Une cinquantaine de personnes ont pris participé aux échanges. (Photo : Hélène Gagnon)
Pour se faire une opinion de la crise forestière
Table ronde lors de la Journée de réflexion sur les sciences du Cégep de Saint-Félicien
Le 13 février dernier, les étudiants en Science de la nature du Cégep de Saint-Félicien, ont tenu la Journée réflexion sur les sciences. Malgré quelques que petits pépins de dernière minute, les jeunes ont fait de la 27e édition de l’événement un véritable succès auquel plusieurs étudiants, mais aussi acteurs du milieu ont pu participer.
La salle principale de l’Hôtel du Jardin a accueilli pour l’occasion, une cinquantaine de personnes intéressées à connaître les idées des participants en ce qui touche la crise forestière. La table ronde, à laquelle prenait place Marc Bédard de l’entreprise AbitibiBowater, Réjean Gagnon et Nicole Huybens de l’UQAC, Ghislain Grolot du ministère des Ressources naturelles et de la Faune et finalement Stéphan Tremblay, membre du comité administratif de la Société de développement durable du Québec, s’est révélé le meilleur endroit afin de prendre conscience de l’état de la forêt québécoise.
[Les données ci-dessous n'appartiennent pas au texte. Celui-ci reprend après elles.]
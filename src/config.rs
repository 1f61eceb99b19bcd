//! Configuration module for the reload watcher.
//!
//! This module provides a layered configuration system that supports:
//! - Default values
//! - TOML configuration file
//! - Environment variable overrides
//! - CLI argument overrides (applied by the caller)
//!
//! # Environment Variables
//!
//! Environment variables must be prefixed with `RW_` and use double underscores
//! to separate nested levels:
//! - `RW_WATCH__DEBOUNCE_MS=80` sets `watch.debounce_ms`
//! - `RW_WATCH__RELOAD_DELAY_MS=120` sets `watch.reload_delay_ms`
//! - `RW_LOGGING__DEFAULT=debug` sets `logging.default`

use figment::{
    Figment,
    providers::{Env, Format, Serialized, Toml},
};
use serde::{Deserialize, Serialize};
use std::collections::HashMap;
use std::path::{Path, PathBuf};

use crate::watcher::{DEFAULT_COMPILED_EXTENSION, DEFAULT_DEBOUNCE_MS, DEFAULT_EVENT_BUFFER};

/// Directory holding the settings file.
pub const CONFIG_DIR: &str = ".reloadwatch";

/// Settings file name inside [`CONFIG_DIR`].
pub const CONFIG_FILE: &str = "settings.toml";

#[derive(Debug, Deserialize, Serialize, Clone)]
pub struct Settings {
    /// Version of the configuration schema
    #[serde(default = "default_version")]
    pub version: u32,

    /// Project root directory (defaults to the workspace root)
    #[serde(skip_serializing_if = "Option::is_none")]
    pub root: Option<PathBuf>,

    /// Watch pipeline settings
    #[serde(default)]
    pub watch: WatchConfig,

    /// Reload action settings
    #[serde(default)]
    pub reload: ReloadConfig,

    /// Ordered file event handlers
    #[serde(default)]
    pub handlers: Vec<HandlerConfig>,

    /// Logging settings
    #[serde(default)]
    pub logging: LoggingConfig,
}

#[derive(Debug, Deserialize, Serialize, Clone)]
pub struct WatchConfig {
    /// Window inside which a repeated notification with unchanged content is dropped
    #[serde(default = "default_debounce_ms")]
    pub debounce_ms: u64,

    /// Quiet period after the last qualifying event before reloading
    #[serde(default = "default_debounce_ms")]
    pub reload_delay_ms: u64,

    /// Path segment names that are never observed
    #[serde(default = "default_excluded")]
    pub excluded: Vec<String>,

    /// Extension whose handlers are filtered by build-target ownership
    #[serde(default = "default_compiled_extension")]
    pub compiled_extension: String,

    /// Capacity of the notification channel
    #[serde(default = "default_event_buffer")]
    pub event_buffer: usize,
}

#[derive(Debug, Deserialize, Serialize, Clone, Default)]
pub struct ReloadConfig {
    /// Command run when a reload fires; logging only when unset
    #[serde(default, skip_serializing_if = "Option::is_none")]
    pub command: Option<Vec<String>>,
}

#[derive(Debug, Deserialize, Serialize, Clone, PartialEq)]
pub struct HandlerConfig {
    /// Name used in logs
    pub name: String,

    /// Supported extensions (e.g. [".go"] or [".js", ".css"])
    pub extensions: Vec<String>,

    /// Entry-point file relative to the root (e.g. "cmd/server/main.go")
    pub main_input: PathBuf,

    /// Command run for each matching event
    pub command: Vec<String>,

    /// File names this handler writes and that must not be observed
    #[serde(default)]
    pub unobserved: Vec<String>,
}

#[derive(Debug, Deserialize, Serialize, Clone)]
pub struct LoggingConfig {
    /// Default level for all modules
    #[serde(default = "default_log_level")]
    pub default: String,

    /// Per-module overrides (e.g. `reloadwatch::watcher = "debug"`)
    #[serde(default)]
    pub modules: HashMap<String, String>,
}

// Default value functions
fn default_version() -> u32 {
    1
}
fn default_debounce_ms() -> u64 {
    DEFAULT_DEBOUNCE_MS
}
fn default_excluded() -> Vec<String> {
    vec![
        ".git".to_string(),
        "node_modules".to_string(),
        "target".to_string(),
    ]
}
fn default_compiled_extension() -> String {
    DEFAULT_COMPILED_EXTENSION.to_string()
}
fn default_event_buffer() -> usize {
    DEFAULT_EVENT_BUFFER
}
fn default_log_level() -> String {
    "warn".to_string()
}

impl Default for Settings {
    fn default() -> Self {
        Self {
            version: default_version(),
            root: None,
            watch: WatchConfig::default(),
            reload: ReloadConfig::default(),
            handlers: Vec::new(),
            logging: LoggingConfig::default(),
        }
    }
}

impl Default for WatchConfig {
    fn default() -> Self {
        Self {
            debounce_ms: default_debounce_ms(),
            reload_delay_ms: default_debounce_ms(),
            excluded: default_excluded(),
            compiled_extension: default_compiled_extension(),
            event_buffer: default_event_buffer(),
        }
    }
}

impl Default for LoggingConfig {
    fn default() -> Self {
        Self {
            default: default_log_level(),
            modules: HashMap::new(),
        }
    }
}

impl Settings {
    /// Load configuration from all sources
    pub fn load() -> Result<Self, Box<figment::Error>> {
        let config_path = Self::find_workspace_config()
            .unwrap_or_else(|| PathBuf::from(CONFIG_DIR).join(CONFIG_FILE));

        Self::load_from(config_path).map(|mut settings| {
            if settings.root.is_none() {
                settings.root = Self::workspace_root();
            }
            settings
        })
    }

    /// Load configuration from a specific file
    pub fn load_from(path: impl AsRef<Path>) -> Result<Self, Box<figment::Error>> {
        Figment::new()
            .merge(Serialized::defaults(Settings::default()))
            .merge(Toml::file(path.as_ref()))
            // Double underscore separates nesting; single underscores stay in field names
            .merge(Env::prefixed("RW_").split("__"))
            .extract()
            .map_err(Box::new)
    }

    /// Find the settings file by looking for a `.reloadwatch` directory
    /// from the current directory up to the filesystem root.
    fn find_workspace_config() -> Option<PathBuf> {
        Self::workspace_root().map(|root| root.join(CONFIG_DIR).join(CONFIG_FILE))
    }

    /// Get the workspace root directory (where `.reloadwatch` is located)
    pub fn workspace_root() -> Option<PathBuf> {
        let current = std::env::current_dir().ok()?;

        current
            .ancestors()
            .find(|ancestor| ancestor.join(CONFIG_DIR).is_dir())
            .map(Path::to_path_buf)
    }

    /// Resolved project root: configured, else workspace root, else cwd.
    pub fn project_root(&self) -> PathBuf {
        self.root
            .clone()
            .or_else(Self::workspace_root)
            .or_else(|| std::env::current_dir().ok())
            .unwrap_or_else(|| PathBuf::from("."))
    }

    /// Save current configuration to file
    pub fn save(&self, path: impl AsRef<Path>) -> Result<(), Box<dyn std::error::Error>> {
        let parent = path.as_ref().parent().ok_or("Invalid path")?;
        std::fs::create_dir_all(parent)?;

        let toml_string = toml::to_string_pretty(self)?;
        std::fs::write(path, toml_string)?;

        Ok(())
    }

    /// Create a default settings file in the current directory
    pub fn init_config_file(force: bool) -> Result<PathBuf, Box<dyn std::error::Error>> {
        let config_path = PathBuf::from(CONFIG_DIR).join(CONFIG_FILE);

        if !force && config_path.exists() {
            return Err("Configuration file already exists. Use --force to overwrite".into());
        }

        let mut settings = Settings::default();
        settings.handlers.push(HandlerConfig {
            name: "server".to_string(),
            extensions: vec![".go".to_string()],
            main_input: PathBuf::from("cmd/server/main.go"),
            command: vec![
                "go".to_string(),
                "build".to_string(),
                "-o".to_string(),
                "bin/server".to_string(),
                "./cmd/server".to_string(),
            ],
            unobserved: vec!["bin".to_string()],
        });

        settings.save(&config_path)?;
        Ok(config_path)
    }
}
Les participants ne se sont pas tous entendus afin de savoir qui étaient les responsables de la crise qui sévit actuellement. Le point le plus intéressant de la soirée a certainement été celui de Mme Huybens qui a abordé la crise forestière de manière philosophique.
Du côté d’AbitibiBowater, la crise hypothécaire qui survient du côté américain pourrait être une source du problème : « On peut percevoir des traces du problème dans un contexte économique, structurel, social et culturel, malgré cela il ne faut pas s’inquiéter, car le bois est une ressource renouvelable », précise M. Bédard.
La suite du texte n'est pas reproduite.